Researchers at the University of Idaho, including our very own Dr. Thibault Stalder, have partnered with the City of Moscow to improve wastewater testing for the presence of SARS-CoV-2! The team hopes to develop an early warning system for spikes in local cases. Read more about it through the University website and through a local paper.

Congrats to Dr. Hannah Jordt and team for her paper in Nature Ecology & Evolution on the emergence of multi-drug resistance!

Thibault Stalder is currently working on a project that involves the collection of nasal swabs from young sheep. The goal of the project is to aid in the creation of a vaccine to protect sheep against the Mycoplasma ovipneumoniae (Movi) bacteria. Read more about it on the IBEST website!

Congrats to Dr. Thibault Stalder and team for his paper in MBE on the evolution of plasmid persistence in biofilms!

Congrats to Clinton Elg for advancing to candidacy in the Bioinformatics and Computational Biology PhD program!

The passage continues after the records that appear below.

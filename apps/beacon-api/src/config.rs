/// Default WebSocket endpoint path.
pub const DEFAULT_WS_PATH: &str = "/ws";

/// Default maximum inbound message size in bytes.
pub const DEFAULT_MAX_FRAME_BYTES: usize = 4096;

/// Beacon server configuration, loaded from environment variables.
#[derive(Debug, Clone)]
pub struct Config {
    /// Port the HTTP server binds to.
    pub port: u16,
    /// Path that accepts WebSocket upgrade requests.
    pub ws_path: String,
    /// Maximum inbound message size in bytes. Frames above this limit fail
    /// the offending session at the transport layer instead of being
    /// silently truncated.
    pub max_frame_bytes: usize,
}

impl Config {
    /// Load configuration from environment variables.
    ///
    /// Every variable has a default, so this never fails.
    pub fn from_env() -> Self {
        Self {
            port: std::env::var("PORT")
                .ok()
                .and_then(|v| v.parse().ok())
                .unwrap_or(4000),
            ws_path: std::env::var("WS_PATH")
                .ok()
                .filter(|s| !s.is_empty())
                .unwrap_or_else(|| DEFAULT_WS_PATH.to_string()),
            max_frame_bytes: std::env::var("MAX_FRAME_BYTES")
                .ok()
                .and_then(|v| v.parse().ok())
                .unwrap_or(DEFAULT_MAX_FRAME_BYTES),
        }
    }
}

PhD student Clint Elg recently wrote a blog for the National Science Foundation (NSF) BEACON website entitled: “Using lessons from Facebook and fence-building to understand the evolution of deadly bacteria”. In it, he explains how his correlogy software is being used to help protein specialists at Michigan State University (MSU) and Tufts University to identify gene networks that contribute to the rise of deadly 7th Pandemic Vibrio cholerae.

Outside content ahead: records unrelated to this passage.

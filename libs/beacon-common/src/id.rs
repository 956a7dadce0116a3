use ulid::Ulid;

/// Generates a new ULID-based ID with the given prefix.
///
/// # Examples
/// ```
/// let id = beacon_common::id::prefixed_ulid("conn");
/// assert!(id.starts_with("conn_"));
/// ```
pub fn prefixed_ulid(prefix: &str) -> String {
    format!("{}_{}", prefix, Ulid::new().to_string())
}

/// Well-known ID prefixes.
pub mod prefix {
    pub const CONNECTION: &str = "conn";
}
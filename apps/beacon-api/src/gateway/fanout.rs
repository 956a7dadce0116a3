//! Best-effort broadcast fan-out over a registry snapshot.
//!
//! Delivery is fire-and-forget: a non-open or failed recipient is skipped
//! and never aborts delivery to the rest. No ordering guarantee across
//! recipients, no retry.

use std::sync::Arc;

use axum::extract::ws::Message;

use super::registry::ConnectionRegistry;

/// The broadcast dispatcher. Cloneable via `Arc` — store in `AppState`.
pub struct Broadcaster {
    registry: Arc<ConnectionRegistry>,
}

impl Broadcaster {
    pub fn new(registry: Arc<ConnectionRegistry>) -> Self {
        Self { registry }
    }

    /// Queue `message` on every registered open connection.
    ///
    /// Returns the number of connections the frame was queued for. Each
    /// owning session loop performs the actual socket write, so one slow or
    /// dead peer cannot block the others.
    pub fn broadcast(&self, message: Message) -> usize {
        let mut delivered = 0;
        for handle in self.registry.snapshot() {
            if !handle.is_open() {
                tracing::debug!(client_id = %handle.client_id(), "broadcast skipped non-open connection");
                continue;
            }
            match handle.enqueue(message.clone()) {
                Ok(()) => delivered += 1,
                Err(_) => {
                    // The owning session already dropped its receiver.
                    tracing::debug!(client_id = %handle.client_id(), "broadcast skipped closed receiver");
                }
            }
        }
        delivered
    }
}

This past summer was full of traveling for our lab as our lab members attended three different conferences to share updates on their latest research projects. Our lab members attended the Gordon research conference on Microbial Population Biology (Eva, Thibault, and Clint), Multi-omics for Microbiomes Conference (Thibault and Chava), and  ASM-Microbe (Thibault) to present on the following research topics.

Thibault: Usage of proximity-ligation (Hi-C) to determine hosts of anitbiotic resistance genes and mobile genetic elements in microbiomes.
Clint: Compensatory deletion of putative methylation gene increases plasmid persistence in absence of selective pressure.
Chava: Usage of the Hi-C method to detect plasmid-host associations in soil.

Congrats to Thibault Stalder for his recently accepted paper in ISME J on using Hi-C to link plasmids and antibiotic resistance genes to their bacterial hosts in a wastewater microbiome! His paper was also recently featured on an article in BioSpace!

Congrats to Clinton Elg for obtaining a prestigious NSF graduate research fellowship!

Congrats to undergraduate researchers Aaron Law and Sue Winger for graduating and winning the Undergraduate Research Award and one of the dean’s awards in the College of Science!